From the records below, copy out exactly the lines from the one containing "and best-bound pointers." to the one containing "long-running stress tests.", both included. Add nothing else.

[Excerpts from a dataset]
□ □ □
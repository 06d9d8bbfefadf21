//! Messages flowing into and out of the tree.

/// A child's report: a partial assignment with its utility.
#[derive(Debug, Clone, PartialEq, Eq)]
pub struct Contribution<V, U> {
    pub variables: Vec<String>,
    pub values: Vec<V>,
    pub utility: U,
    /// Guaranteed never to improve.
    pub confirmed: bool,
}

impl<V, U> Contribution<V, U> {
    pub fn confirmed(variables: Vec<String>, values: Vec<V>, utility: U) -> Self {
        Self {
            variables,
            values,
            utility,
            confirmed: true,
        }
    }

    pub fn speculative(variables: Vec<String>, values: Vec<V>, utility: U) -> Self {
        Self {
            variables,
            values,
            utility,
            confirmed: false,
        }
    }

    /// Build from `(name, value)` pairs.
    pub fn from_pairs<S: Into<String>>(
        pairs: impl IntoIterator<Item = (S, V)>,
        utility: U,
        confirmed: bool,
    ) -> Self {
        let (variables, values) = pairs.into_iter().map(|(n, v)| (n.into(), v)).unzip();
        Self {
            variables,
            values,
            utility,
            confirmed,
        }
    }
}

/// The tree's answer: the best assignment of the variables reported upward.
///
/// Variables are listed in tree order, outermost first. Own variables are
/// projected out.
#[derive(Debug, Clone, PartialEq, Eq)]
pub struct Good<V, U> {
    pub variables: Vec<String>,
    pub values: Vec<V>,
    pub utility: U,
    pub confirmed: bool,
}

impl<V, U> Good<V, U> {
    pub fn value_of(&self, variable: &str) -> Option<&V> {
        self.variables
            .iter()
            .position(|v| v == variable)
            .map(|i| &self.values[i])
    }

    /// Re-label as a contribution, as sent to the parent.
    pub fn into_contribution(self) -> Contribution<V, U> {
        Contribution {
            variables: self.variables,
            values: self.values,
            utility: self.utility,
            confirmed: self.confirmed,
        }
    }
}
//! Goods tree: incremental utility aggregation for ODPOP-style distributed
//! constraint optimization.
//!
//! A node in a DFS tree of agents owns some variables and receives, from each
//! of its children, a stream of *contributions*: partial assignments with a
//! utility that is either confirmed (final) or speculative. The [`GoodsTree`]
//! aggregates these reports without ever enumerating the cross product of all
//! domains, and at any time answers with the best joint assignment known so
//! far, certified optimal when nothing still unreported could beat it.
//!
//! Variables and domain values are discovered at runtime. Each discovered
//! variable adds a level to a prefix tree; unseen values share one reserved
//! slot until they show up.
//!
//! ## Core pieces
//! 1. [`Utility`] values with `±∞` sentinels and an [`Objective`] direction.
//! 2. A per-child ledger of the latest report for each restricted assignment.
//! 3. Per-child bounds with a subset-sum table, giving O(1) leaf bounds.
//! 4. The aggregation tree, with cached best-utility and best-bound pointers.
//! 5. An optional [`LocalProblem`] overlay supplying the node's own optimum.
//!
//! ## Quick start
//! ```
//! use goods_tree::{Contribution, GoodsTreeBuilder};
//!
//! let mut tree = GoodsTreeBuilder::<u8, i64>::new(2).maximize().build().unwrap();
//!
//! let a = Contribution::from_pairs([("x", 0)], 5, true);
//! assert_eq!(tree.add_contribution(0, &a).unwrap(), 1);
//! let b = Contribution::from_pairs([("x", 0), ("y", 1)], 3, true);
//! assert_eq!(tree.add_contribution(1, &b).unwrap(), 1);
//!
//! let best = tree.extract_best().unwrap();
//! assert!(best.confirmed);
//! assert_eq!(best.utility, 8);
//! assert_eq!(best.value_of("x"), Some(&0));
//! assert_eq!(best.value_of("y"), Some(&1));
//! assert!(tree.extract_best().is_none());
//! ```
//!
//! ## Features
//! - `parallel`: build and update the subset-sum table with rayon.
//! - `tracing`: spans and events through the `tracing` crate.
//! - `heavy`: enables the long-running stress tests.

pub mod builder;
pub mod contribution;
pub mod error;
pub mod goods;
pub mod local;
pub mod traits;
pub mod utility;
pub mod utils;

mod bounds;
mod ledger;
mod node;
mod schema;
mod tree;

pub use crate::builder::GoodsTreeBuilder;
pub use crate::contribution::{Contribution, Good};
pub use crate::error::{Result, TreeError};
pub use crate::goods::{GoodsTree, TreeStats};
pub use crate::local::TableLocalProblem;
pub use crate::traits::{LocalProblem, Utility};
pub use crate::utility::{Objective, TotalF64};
□ □ □
* [Result for this task]:
//! 4. The aggregation tree, with cached best-utility and best-bound pointers.
//! 5. An optional [`LocalProblem`] overlay supplying the node's own optimum.
//!
//! ## Quick start
//! ```
//! use goods_tree::{Contribution, GoodsTreeBuilder};
//!
//! let mut tree = GoodsTreeBuilder::<u8, i64>::new(2).maximize().build().unwrap();
//!
//! let a = Contribution::from_pairs([("x", 0)], 5, true);
//! assert_eq!(tree.add_contribution(0, &a).unwrap(), 1);
//! let b = Contribution::from_pairs([("x", 0), ("y", 1)], 3, true);
//! assert_eq!(tree.add_contribution(1, &b).unwrap(), 1);
//!
//! let best = tree.extract_best().unwrap();
//! assert!(best.confirmed);
//! assert_eq!(best.utility, 8);
//! assert_eq!(best.value_of("x"), Some(&0));
//! assert_eq!(best.value_of("y"), Some(&1));
//! assert!(tree.extract_best().is_none());
//! ```
//!
//! ## Features
//! - `parallel`: build and update the subset-sum table with rayon.
//! - `tracing`: spans and events through the `tracing` crate.
//! - `heavy`: enables the long-running stress tests.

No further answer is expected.